───── Records supplied
//! # Tariff Resolver
//!
//! Selects the price that applies to a zone at a given instant.
//!
//! ## Resolution Rules
//! ```text
//! ┌─────────────────────────────────────────────────────────────────────────┐
//! │  now ─────────────────────────────────────────────────────────────────► │
//! │                                                                         │
//! │  presale  [valid_from ────── valid_until)                               │
//! │  normal                       [valid_from ──────────── valid_until)     │
//! │                                                                         │
//! │  1. A presale tariff whose window contains `now` wins.                  │
//! │  2. Otherwise the normal tariff applies (window ignored), preferring    │
//! │     one whose window contains `now`, then the earliest-starting one.    │
//! │  3. No presale in window and no normal tariff → not on sale.            │
//! │                                                                         │
//! │  Windows are half-open and compared at full timestamp precision.        │
//! └─────────────────────────────────────────────────────────────────────────┘
//! ```

use chrono::{DateTime, Utc};

use crate::money::Money;
use crate::types::{ActivePrice, Tariff, TariffKind};

/// True when `now` lies in `[valid_from, valid_until)`.
#[inline]
pub fn is_within_window(tariff: &Tariff, now: DateTime<Utc>) -> bool {
    tariff.valid_from <= now && now < tariff.valid_until
}

/// Resolves the active price for one zone's tariffs.
///
/// ## Example
/// ```rust
/// use chrono::{Duration, Utc};
/// use taquilla_core::tariff::resolve_active_price;
/// use taquilla_core::{Tariff, TariffKind};
///
/// let now = Utc::now();
/// let tariffs = vec![
///     Tariff {
///         id: "n".into(), zone_id: "z".into(), kind: TariffKind::Normal,
///         price_cents: 10000,
///         valid_from: now - Duration::days(1), valid_until: now + Duration::days(30),
///     },
///     Tariff {
///         id: "p".into(), zone_id: "z".into(), kind: TariffKind::Presale,
///         price_cents: 8000,
///         valid_from: now - Duration::hours(1), valid_until: now + Duration::hours(1),
///     },
/// ];
///
/// let active = resolve_active_price(&tariffs, now).unwrap();
/// assert_eq!(active.kind, TariffKind::Presale);
/// assert_eq!(active.price.cents(), 8000);
/// ```
pub fn resolve_active_price(tariffs: &[Tariff], now: DateTime<Utc>) -> Option<ActivePrice> {
    let presale = tariffs
        .iter()
        .filter(|t| t.kind == TariffKind::Presale && is_within_window(t, now))
        .min_by_key(|t| t.valid_from);

    if let Some(tariff) = presale {
        return Some(ActivePrice {
            kind: TariffKind::Presale,
            price: tariff.price(),
        });
    }

    let mut normals: Vec<&Tariff> = tariffs
        .iter()
        .filter(|t| t.kind == TariffKind::Normal)
        .collect();
    normals.sort_by_key(|t| t.valid_from);

    normals
        .iter()
        .find(|t| is_within_window(t, now))
        .or_else(|| normals.first())
        .map(|t| ActivePrice {
            kind: TariffKind::Normal,
            price: t.price(),
        })
}

/// Minimum displayable price across zones, each resolved independently.
///
/// Zones with no active price are skipped; `None` when no zone is on sale.
pub fn min_active_price<'a, I>(zone_tariffs: I, now: DateTime<Utc>) -> Option<Money>
where
    I: IntoIterator<Item = &'a [Tariff]>,
{
    zone_tariffs
        .into_iter()
        .filter_map(|tariffs| resolve_active_price(tariffs, now))
        .map(|active| active.price)
        .min()
}

// =============================================================================
// Unit Tests
// =============================================================================

#[cfg(test)]
mod tests {
    use super::*;
    use chrono::{Duration, TimeZone};

    fn at(h: u32) -> DateTime<Utc> {
        Utc.with_ymd_and_hms(2026, 5, 10, h, 0, 0).unwrap()
    }

    fn tariff(kind: TariffKind, price: i64, from: DateTime<Utc>, until: DateTime<Utc>) -> Tariff {
        Tariff {
            id: format!("{:?}-{}", kind, price),
            zone_id: "z".into(),
            kind,
            price_cents: price,
            valid_from: from,
            valid_until: until,
        }
    }

    #[test]
    fn test_presale_wins_inside_window() {
        let tariffs = vec![
            tariff(TariffKind::Normal, 10000, at(0), at(23)),
            tariff(TariffKind::Presale, 7000, at(8), at(12)),
        ];
        let active = resolve_active_price(&tariffs, at(9)).unwrap();
        assert_eq!(active.kind, TariffKind::Presale);
        assert_eq!(active.price.cents(), 7000);
    }

    #[test]
    fn test_normal_outside_presale_window() {
        let tariffs = vec![
            tariff(TariffKind::Normal, 10000, at(0), at(23)),
            tariff(TariffKind::Presale, 7000, at(8), at(12)),
        ];
        assert_eq!(
            resolve_active_price(&tariffs, at(7)).unwrap().kind,
            TariffKind::Normal
        );
        assert_eq!(
            resolve_active_price(&tariffs, at(13)).unwrap().kind,
            TariffKind::Normal
        );
    }

    #[test]
    fn test_window_is_half_open() {
        let tariffs = vec![
            tariff(TariffKind::Normal, 10000, at(0), at(23)),
            tariff(TariffKind::Presale, 7000, at(8), at(12)),
        ];
        assert_eq!(
            resolve_active_price(&tariffs, at(8)).unwrap().kind,
            TariffKind::Presale
        );
        assert_eq!(
            resolve_active_price(&tariffs, at(12)).unwrap().kind,
            TariffKind::Normal
        );
        let just_before_end = at(12) - Duration::milliseconds(1);
        assert_eq!(
            resolve_active_price(&tariffs, just_before_end).unwrap().kind,
            TariffKind::Presale
        );
    }

    #[test]
    fn test_normal_applies_outside_its_own_window() {
        let tariffs = vec![tariff(TariffKind::Normal, 10000, at(10), at(11))];
        let active = resolve_active_price(&tariffs, at(20)).unwrap();
        assert_eq!(active.price.cents(), 10000);
    }

    #[test]
    fn test_in_window_normal_preferred() {
        let tariffs = vec![
            tariff(TariffKind::Normal, 9000, at(0), at(10)),
            tariff(TariffKind::Normal, 12000, at(10), at(23)),
        ];
        assert_eq!(
            resolve_active_price(&tariffs, at(15)).unwrap().price.cents(),
            12000
        );
        // Before any window: earliest-starting normal tariff
        let early = at(0) - Duration::hours(1);
        assert_eq!(
            resolve_active_price(&tariffs, early).unwrap().price.cents(),
            9000
        );
    }

    #[test]
    fn test_presale_only_zone_off_window_has_no_price() {
        let tariffs = vec![tariff(TariffKind::Presale, 7000, at(8), at(12))];
        assert!(resolve_active_price(&tariffs, at(13)).is_none());
        assert!(resolve_active_price(&[], at(13)).is_none());
    }

    #[test]
    fn test_min_active_price_per_zone() {
        let vip = vec![
            tariff(TariffKind::Normal, 30000, at(0), at(23)),
            tariff(TariffKind::Presale, 25000, at(8), at(12)),
        ];
        let general = vec![tariff(TariffKind::Normal, 26000, at(0), at(23))];
        let closed: Vec<Tariff> = vec![];

        let zones = [vip.as_slice(), general.as_slice(), closed.as_slice()];
        assert_eq!(min_active_price(zones, at(9)).unwrap().cents(), 25000);
        assert_eq!(min_active_price(zones, at(13)).unwrap().cents(), 26000);
        assert!(min_active_price([closed.as_slice()], at(9)).is_none());
    }
}
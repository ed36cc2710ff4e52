//! Prompt text for the extraction and verification passes.

pub const SYSTEM_PROMPT: &str = "\
You are a meticulous bookkeeper extracting structured data from invoices, \
bills and receipts. You are given the full text of one document, and tools \
to inspect it more closely.

Work through the document and then call submit_invoice exactly once with \
everything you found. Rules:

- Only record what the document states. Never guess or invent values; leave \
a field out if the document does not state it.
- Dates go in ISO format (YYYY-MM-DD), whatever format the document uses.
- Amounts are plain numbers without currency symbols or thousands separators.
- Record every line item as an entry. Put per-line detail in attrs using \
these keys where they apply: unit, unit_amount, unit_price. Use extra1, \
extra2, ... for columns that fit none of those.
- Summary rows (subtotal, tax, total, amount due) are also entries, with \
type set to subtotal, tax, total or due. List them after the line items, \
in the order they appear on the document.
- The text may come from OCR. Watch for misreads such as O/0, l/1, S/5 and \
B/8; prefer the reading that makes the arithmetic work. Note anything you \
could not read confidently in notes.
- If the document is not an invoice, bill or receipt, submit with empty \
entries and say what the document appears to be in notes.";

pub fn build_user_prompt(full_text: &str, total_pages: usize) -> String {
    format!(
        "Here is the extracted text of a {total_pages}-page document. Extract \
the invoice data and submit it with submit_invoice.\n\n{full_text}"
    )
}

pub const VERIFY_SYSTEM_PROMPT: &str = "\
You are double-checking invoice data that was extracted from OCR output. \
You are given the extracted data and the document's original embedded text \
layer, which is garbled but has exact digits.

Cross-check every number and identifier against the text layer. Where the \
layer clearly shows a different value (a classic OCR misread such as O/0, \
l/1, S/5, B/8), correct the extraction.

Respond with a single JSON object and nothing else:
{\"corrections\": [\"<one short sentence per change>\"], \"corrected\": <the full corrected extraction>}

If nothing needs changing, return {\"corrections\": [], \"corrected\": <the extraction unchanged>}.";

pub fn build_verify_prompt(extraction_json: &str, text_layer: &str) -> String {
    format!(
        "Extracted data:\n{extraction_json}\n\nOriginal text layer (garbled \
but digit-accurate):\n{text_layer}"
    )
}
──────────
*About this exercise*. Where a line of the data contains "whose", copy that line.

*Completed task*.
//! │  1. A presale tariff whose window contains `now` wins.                  │
//! │     one whose window contains `now`, then the earliest-starting one.    │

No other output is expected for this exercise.